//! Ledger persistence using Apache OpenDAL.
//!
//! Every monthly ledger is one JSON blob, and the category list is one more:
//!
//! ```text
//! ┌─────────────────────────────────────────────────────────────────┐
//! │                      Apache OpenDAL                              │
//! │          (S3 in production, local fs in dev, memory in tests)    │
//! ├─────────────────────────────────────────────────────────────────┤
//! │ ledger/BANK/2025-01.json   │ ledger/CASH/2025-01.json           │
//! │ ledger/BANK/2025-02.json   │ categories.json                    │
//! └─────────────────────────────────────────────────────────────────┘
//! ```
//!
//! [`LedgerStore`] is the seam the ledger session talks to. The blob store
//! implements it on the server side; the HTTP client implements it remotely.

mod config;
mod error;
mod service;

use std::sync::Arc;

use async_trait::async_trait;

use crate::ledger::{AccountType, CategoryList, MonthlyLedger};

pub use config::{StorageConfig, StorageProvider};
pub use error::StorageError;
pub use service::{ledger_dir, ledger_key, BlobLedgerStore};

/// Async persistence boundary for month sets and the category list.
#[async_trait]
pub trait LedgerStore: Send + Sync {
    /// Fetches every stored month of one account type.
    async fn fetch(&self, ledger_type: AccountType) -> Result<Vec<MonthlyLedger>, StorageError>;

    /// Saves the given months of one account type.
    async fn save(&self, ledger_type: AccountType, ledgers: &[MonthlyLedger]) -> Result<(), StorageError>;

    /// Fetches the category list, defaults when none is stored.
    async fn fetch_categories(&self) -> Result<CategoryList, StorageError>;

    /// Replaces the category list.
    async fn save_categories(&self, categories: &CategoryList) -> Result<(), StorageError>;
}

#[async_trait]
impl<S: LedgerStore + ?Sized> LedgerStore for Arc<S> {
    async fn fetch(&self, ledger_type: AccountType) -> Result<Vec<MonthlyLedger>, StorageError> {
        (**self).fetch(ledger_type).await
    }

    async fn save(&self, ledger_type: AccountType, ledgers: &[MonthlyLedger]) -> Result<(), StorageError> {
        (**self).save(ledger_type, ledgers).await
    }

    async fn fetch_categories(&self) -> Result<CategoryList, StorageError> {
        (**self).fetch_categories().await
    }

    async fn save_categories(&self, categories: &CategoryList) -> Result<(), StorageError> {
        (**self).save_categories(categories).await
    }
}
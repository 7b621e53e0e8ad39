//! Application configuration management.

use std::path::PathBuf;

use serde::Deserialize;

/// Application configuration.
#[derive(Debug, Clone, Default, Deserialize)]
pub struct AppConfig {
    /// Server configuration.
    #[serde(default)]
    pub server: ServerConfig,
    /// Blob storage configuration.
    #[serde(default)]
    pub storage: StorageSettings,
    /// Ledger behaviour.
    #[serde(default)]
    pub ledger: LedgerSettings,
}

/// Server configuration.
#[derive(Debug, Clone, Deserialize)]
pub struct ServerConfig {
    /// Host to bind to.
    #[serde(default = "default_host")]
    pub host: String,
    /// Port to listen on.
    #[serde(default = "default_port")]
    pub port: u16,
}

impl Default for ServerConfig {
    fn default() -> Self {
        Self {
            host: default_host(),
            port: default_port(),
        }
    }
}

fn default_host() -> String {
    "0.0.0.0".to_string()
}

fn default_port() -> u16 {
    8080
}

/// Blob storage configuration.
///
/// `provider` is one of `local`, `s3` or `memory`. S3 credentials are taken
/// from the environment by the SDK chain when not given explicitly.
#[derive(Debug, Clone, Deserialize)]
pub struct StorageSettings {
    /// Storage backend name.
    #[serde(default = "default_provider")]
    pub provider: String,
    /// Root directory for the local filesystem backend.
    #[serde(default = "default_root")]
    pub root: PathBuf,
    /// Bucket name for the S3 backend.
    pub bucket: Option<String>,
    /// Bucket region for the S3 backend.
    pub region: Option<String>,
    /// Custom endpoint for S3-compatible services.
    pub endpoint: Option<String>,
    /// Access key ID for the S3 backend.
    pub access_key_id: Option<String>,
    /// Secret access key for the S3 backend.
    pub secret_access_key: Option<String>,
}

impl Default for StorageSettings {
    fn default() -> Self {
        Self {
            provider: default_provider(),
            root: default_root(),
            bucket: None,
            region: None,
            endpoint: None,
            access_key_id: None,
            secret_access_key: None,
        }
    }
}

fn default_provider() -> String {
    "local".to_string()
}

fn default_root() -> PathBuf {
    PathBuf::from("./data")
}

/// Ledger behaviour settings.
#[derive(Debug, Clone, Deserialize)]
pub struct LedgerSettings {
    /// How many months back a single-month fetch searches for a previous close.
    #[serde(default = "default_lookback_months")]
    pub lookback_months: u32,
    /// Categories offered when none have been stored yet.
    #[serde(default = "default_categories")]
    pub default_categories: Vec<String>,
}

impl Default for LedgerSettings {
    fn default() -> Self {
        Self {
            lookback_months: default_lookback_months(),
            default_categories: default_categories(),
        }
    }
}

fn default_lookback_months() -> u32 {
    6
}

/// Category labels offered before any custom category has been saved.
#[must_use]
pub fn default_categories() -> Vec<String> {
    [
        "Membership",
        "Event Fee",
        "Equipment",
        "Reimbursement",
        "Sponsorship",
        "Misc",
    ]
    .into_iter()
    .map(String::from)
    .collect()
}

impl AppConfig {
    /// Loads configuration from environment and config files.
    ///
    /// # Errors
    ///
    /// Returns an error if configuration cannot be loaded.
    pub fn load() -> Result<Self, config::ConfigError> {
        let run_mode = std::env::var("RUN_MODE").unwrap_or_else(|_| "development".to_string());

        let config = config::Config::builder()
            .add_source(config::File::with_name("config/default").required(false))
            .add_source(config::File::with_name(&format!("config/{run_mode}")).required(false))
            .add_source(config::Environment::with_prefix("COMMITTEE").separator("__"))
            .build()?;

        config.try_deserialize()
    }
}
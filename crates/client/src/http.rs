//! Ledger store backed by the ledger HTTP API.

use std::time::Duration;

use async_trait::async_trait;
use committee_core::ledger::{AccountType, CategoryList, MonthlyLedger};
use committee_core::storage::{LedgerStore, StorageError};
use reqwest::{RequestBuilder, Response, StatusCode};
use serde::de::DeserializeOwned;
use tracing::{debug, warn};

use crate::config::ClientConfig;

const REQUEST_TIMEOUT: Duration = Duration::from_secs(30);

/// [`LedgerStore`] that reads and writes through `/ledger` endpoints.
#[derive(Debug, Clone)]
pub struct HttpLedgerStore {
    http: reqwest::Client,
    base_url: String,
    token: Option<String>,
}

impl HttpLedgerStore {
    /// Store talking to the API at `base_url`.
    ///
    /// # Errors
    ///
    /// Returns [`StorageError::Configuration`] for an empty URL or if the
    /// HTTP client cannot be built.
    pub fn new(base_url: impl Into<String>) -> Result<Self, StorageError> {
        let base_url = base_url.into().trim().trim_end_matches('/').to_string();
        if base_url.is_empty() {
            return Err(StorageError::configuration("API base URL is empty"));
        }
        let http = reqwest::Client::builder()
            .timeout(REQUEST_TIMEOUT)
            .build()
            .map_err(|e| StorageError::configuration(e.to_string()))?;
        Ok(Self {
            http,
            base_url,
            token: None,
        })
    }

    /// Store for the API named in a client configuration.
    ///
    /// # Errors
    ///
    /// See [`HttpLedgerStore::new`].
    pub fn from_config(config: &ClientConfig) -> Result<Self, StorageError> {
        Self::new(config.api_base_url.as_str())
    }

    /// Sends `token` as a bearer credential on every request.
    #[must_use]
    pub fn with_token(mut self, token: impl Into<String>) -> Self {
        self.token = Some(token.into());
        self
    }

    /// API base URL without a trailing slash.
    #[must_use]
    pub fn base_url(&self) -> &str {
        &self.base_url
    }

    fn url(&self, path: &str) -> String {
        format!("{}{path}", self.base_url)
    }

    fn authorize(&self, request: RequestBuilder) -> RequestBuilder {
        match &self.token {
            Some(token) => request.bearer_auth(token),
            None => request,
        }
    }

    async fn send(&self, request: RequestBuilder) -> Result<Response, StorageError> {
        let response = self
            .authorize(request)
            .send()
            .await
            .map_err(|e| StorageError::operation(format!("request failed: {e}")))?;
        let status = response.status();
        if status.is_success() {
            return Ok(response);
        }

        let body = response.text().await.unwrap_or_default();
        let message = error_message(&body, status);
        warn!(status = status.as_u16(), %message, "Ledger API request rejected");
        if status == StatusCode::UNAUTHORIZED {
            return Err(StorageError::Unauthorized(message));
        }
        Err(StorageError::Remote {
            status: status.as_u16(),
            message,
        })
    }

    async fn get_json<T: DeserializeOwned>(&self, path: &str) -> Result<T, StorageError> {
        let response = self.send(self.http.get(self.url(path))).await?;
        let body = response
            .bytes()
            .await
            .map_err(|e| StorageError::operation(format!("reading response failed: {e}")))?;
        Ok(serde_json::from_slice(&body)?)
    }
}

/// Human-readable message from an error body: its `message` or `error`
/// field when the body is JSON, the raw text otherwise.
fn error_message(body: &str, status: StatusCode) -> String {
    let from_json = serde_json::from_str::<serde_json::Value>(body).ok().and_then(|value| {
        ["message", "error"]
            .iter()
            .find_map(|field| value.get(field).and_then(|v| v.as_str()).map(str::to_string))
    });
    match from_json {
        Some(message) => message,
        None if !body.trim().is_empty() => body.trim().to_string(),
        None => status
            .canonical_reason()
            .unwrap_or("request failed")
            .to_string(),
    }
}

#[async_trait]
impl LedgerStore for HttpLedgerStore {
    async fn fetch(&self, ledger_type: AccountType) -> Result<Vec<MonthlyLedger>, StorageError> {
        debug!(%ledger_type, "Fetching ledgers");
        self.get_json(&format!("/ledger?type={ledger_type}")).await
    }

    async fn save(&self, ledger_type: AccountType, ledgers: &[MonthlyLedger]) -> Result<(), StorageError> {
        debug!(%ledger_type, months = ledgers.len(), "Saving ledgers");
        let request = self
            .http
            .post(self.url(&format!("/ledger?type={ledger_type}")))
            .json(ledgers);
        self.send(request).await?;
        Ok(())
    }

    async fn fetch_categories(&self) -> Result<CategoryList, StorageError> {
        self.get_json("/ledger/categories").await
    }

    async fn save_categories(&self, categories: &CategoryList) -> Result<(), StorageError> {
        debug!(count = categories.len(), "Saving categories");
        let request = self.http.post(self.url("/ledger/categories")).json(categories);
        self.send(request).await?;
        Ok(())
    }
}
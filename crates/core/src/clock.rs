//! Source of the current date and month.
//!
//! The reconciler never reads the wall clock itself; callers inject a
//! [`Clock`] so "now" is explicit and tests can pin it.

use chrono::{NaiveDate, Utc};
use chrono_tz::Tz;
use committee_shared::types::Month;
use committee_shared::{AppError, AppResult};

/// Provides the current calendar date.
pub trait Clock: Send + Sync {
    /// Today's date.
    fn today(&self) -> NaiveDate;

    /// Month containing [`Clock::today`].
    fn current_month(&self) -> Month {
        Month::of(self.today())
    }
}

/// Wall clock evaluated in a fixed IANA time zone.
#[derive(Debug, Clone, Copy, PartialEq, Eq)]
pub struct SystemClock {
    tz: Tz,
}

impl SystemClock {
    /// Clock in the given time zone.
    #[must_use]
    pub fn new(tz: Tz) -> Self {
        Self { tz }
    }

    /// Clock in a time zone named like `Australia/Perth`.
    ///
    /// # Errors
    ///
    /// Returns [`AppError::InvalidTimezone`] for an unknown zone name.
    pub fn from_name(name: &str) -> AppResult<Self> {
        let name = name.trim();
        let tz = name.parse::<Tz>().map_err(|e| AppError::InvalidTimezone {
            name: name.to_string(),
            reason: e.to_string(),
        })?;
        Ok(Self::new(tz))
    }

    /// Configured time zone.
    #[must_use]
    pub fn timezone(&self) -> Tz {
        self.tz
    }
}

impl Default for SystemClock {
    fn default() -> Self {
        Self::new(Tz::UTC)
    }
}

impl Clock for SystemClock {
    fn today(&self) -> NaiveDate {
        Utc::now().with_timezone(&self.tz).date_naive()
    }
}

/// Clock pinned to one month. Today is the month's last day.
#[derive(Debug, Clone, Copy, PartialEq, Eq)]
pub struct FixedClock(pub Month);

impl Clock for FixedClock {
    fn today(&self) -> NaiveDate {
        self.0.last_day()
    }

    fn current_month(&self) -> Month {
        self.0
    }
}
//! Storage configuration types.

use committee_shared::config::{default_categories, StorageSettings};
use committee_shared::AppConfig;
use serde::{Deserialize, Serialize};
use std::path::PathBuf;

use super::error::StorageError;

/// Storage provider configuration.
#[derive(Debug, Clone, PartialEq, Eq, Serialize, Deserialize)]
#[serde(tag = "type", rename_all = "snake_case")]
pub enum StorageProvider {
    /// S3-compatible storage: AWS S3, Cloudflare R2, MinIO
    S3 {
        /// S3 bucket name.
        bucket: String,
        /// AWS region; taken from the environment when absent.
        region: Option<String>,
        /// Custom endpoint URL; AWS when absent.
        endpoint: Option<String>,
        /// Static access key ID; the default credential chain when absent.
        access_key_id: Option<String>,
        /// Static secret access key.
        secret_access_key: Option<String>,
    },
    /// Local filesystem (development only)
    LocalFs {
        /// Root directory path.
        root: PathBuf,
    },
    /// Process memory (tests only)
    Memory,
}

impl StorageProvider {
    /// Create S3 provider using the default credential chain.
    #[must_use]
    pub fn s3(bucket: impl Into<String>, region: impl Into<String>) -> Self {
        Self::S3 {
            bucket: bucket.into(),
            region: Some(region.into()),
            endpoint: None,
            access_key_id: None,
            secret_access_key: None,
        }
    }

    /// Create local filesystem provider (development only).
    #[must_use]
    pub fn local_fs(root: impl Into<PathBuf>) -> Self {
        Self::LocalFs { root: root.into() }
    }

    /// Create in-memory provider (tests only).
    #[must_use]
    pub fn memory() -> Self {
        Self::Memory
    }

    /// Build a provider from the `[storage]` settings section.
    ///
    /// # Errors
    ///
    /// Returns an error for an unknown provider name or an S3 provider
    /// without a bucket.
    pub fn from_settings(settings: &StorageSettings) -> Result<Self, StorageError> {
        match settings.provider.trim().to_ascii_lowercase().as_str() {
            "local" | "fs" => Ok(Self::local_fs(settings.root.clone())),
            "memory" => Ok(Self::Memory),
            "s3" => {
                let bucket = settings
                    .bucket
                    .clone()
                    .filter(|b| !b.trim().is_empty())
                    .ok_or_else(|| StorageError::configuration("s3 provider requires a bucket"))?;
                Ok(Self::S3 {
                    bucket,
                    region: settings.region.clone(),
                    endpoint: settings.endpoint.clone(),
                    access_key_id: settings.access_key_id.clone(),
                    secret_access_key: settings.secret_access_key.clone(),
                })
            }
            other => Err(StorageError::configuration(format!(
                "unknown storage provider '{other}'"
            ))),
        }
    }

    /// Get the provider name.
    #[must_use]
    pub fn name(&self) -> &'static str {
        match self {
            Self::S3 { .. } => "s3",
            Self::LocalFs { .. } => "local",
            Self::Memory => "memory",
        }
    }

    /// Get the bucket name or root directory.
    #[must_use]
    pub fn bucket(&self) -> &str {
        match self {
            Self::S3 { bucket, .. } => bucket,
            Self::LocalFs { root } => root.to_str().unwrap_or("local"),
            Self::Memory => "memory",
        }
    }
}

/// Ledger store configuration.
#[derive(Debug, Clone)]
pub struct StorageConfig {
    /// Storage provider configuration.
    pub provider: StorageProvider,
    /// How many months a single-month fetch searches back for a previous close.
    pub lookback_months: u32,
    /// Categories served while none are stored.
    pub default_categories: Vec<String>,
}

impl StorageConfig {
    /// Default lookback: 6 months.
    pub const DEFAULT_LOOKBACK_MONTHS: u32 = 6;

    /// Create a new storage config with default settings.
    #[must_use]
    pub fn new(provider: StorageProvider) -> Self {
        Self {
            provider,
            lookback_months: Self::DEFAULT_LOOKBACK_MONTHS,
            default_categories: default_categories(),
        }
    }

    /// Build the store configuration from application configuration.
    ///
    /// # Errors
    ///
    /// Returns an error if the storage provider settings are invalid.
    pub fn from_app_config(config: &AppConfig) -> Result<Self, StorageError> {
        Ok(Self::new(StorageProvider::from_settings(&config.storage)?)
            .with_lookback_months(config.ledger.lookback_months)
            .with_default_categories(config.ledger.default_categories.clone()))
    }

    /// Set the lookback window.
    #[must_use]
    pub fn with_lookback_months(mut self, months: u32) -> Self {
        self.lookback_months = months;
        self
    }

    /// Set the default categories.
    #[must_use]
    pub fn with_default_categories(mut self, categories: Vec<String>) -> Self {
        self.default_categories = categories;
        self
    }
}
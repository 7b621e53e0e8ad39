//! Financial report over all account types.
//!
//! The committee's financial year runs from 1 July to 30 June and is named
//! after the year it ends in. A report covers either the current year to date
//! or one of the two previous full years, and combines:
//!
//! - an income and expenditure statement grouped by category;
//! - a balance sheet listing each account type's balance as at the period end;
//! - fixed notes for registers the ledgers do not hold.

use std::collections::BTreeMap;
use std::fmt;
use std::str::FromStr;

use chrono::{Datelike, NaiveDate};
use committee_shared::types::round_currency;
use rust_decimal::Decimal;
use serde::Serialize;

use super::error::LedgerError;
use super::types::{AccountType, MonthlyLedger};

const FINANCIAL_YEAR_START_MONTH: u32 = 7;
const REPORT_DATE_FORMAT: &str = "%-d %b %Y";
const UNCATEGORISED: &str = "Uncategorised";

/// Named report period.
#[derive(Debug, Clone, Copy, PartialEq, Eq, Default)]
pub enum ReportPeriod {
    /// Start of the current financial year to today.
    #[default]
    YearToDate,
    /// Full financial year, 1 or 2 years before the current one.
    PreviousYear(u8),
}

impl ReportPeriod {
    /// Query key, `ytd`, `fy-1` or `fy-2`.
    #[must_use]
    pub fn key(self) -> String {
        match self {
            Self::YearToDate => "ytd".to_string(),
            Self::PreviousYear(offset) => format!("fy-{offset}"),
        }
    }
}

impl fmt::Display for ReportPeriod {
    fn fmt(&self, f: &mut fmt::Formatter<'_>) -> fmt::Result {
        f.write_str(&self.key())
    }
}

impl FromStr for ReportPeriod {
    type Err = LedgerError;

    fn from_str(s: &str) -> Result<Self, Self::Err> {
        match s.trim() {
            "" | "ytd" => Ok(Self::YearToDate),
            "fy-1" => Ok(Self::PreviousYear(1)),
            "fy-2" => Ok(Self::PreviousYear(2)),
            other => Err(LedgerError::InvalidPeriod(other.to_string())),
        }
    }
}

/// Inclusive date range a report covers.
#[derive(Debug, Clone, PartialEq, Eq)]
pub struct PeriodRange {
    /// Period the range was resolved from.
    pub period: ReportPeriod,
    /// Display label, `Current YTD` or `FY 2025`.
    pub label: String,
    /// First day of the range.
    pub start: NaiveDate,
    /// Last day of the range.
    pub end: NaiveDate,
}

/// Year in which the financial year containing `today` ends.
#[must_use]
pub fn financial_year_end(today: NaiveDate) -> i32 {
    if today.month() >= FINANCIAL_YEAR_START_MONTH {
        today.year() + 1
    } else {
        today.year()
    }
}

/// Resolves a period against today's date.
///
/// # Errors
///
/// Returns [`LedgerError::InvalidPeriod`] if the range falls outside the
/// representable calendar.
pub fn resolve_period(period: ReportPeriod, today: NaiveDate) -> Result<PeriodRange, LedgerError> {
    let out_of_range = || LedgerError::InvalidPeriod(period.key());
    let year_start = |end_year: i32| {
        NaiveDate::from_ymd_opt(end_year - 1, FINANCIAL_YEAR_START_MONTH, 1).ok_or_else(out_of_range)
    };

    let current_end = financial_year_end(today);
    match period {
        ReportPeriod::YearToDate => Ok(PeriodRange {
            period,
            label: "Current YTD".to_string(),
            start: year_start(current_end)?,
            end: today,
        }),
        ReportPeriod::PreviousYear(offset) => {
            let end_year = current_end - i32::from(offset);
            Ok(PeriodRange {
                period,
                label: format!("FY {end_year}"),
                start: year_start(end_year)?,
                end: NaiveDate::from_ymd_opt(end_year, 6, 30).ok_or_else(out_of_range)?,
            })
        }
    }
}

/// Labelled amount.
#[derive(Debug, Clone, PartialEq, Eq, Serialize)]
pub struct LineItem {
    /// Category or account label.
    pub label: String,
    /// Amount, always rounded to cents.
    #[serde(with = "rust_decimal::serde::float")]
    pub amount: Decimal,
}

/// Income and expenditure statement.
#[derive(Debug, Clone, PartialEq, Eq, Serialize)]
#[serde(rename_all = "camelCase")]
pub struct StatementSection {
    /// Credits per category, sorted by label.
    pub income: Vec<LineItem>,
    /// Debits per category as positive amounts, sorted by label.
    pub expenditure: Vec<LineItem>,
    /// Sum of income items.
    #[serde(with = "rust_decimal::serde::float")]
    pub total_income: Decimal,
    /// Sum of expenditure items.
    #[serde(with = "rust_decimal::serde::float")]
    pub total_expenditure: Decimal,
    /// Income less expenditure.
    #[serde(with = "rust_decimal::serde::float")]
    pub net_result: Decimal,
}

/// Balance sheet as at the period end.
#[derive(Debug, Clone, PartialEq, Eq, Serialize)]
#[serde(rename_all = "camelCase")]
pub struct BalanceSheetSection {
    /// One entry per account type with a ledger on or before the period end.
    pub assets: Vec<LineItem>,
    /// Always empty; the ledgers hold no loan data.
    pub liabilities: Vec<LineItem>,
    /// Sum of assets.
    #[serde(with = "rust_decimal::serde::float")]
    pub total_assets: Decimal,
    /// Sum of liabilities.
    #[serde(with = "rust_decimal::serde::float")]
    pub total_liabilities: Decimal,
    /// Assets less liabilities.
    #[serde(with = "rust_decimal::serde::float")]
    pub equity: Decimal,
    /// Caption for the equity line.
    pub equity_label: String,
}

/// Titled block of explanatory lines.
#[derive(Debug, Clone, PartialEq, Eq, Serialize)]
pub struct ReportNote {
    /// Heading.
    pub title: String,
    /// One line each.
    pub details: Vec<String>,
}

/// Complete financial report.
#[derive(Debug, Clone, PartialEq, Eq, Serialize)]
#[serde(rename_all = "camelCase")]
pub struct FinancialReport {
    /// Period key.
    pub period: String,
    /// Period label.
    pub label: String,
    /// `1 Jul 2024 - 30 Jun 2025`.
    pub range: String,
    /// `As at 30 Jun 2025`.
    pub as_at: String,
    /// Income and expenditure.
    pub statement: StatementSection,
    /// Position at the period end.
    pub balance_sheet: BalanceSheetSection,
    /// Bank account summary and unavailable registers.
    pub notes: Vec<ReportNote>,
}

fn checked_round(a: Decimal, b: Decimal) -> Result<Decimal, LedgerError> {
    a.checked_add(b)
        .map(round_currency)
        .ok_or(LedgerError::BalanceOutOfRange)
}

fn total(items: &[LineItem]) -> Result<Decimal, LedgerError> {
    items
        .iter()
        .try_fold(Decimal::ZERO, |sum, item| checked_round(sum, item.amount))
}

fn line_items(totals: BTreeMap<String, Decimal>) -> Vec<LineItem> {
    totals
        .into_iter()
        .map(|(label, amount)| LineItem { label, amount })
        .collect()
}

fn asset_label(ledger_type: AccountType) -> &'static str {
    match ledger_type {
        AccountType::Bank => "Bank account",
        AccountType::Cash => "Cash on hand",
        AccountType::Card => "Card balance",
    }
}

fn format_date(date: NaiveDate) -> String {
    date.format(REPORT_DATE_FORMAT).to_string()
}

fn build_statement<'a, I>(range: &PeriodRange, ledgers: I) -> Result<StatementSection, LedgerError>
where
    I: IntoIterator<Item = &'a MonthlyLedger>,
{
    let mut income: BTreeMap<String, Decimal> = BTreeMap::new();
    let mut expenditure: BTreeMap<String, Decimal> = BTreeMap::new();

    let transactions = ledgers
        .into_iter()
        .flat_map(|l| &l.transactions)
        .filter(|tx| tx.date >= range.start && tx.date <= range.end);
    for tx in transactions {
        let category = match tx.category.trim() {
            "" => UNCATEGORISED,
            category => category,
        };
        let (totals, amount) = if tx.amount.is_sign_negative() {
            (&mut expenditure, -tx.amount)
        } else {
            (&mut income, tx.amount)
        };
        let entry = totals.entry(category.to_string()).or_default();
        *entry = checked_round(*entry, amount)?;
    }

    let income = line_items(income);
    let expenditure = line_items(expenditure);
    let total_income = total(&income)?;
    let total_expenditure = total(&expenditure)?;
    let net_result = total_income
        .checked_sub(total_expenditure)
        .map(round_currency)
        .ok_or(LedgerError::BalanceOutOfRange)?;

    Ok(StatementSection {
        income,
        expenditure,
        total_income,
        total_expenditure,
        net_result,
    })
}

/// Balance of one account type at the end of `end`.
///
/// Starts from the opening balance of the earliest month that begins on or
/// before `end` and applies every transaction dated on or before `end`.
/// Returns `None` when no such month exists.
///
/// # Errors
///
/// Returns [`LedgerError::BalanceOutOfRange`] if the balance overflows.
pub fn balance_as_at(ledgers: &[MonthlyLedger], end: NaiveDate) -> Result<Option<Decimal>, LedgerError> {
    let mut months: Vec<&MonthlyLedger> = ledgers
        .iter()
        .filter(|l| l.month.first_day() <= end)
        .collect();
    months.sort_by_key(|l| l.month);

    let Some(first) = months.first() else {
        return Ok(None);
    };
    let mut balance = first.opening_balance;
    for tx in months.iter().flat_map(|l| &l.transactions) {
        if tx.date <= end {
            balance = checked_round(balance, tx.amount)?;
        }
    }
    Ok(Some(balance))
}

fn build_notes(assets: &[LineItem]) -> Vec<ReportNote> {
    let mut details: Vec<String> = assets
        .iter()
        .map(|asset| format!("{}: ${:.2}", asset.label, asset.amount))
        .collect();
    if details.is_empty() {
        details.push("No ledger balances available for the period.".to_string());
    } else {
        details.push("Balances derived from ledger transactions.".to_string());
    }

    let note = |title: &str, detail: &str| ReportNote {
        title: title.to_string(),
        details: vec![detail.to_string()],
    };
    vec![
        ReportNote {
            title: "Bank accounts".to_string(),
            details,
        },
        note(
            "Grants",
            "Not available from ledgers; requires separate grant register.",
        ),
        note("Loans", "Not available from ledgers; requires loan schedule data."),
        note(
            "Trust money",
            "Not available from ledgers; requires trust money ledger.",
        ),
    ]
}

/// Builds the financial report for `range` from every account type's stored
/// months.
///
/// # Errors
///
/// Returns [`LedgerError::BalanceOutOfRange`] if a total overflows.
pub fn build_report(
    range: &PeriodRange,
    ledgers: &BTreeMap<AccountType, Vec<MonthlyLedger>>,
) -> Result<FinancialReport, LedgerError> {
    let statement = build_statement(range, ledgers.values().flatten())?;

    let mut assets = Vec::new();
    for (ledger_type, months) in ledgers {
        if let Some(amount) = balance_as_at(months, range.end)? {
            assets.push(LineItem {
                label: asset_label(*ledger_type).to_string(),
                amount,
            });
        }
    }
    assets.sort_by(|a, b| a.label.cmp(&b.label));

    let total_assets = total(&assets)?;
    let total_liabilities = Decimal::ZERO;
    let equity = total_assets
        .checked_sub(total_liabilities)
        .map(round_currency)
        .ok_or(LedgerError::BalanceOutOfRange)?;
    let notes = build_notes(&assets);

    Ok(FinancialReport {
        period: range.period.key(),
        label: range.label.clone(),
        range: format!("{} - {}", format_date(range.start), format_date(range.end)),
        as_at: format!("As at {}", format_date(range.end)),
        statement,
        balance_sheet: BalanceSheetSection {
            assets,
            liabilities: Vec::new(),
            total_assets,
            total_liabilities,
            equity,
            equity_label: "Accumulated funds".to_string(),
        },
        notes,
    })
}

.....

## TASK BRIEF
Please state how many lines in the listing contain the string "Fetches", and give nothing besides that number.

## TASK RESPONSE
2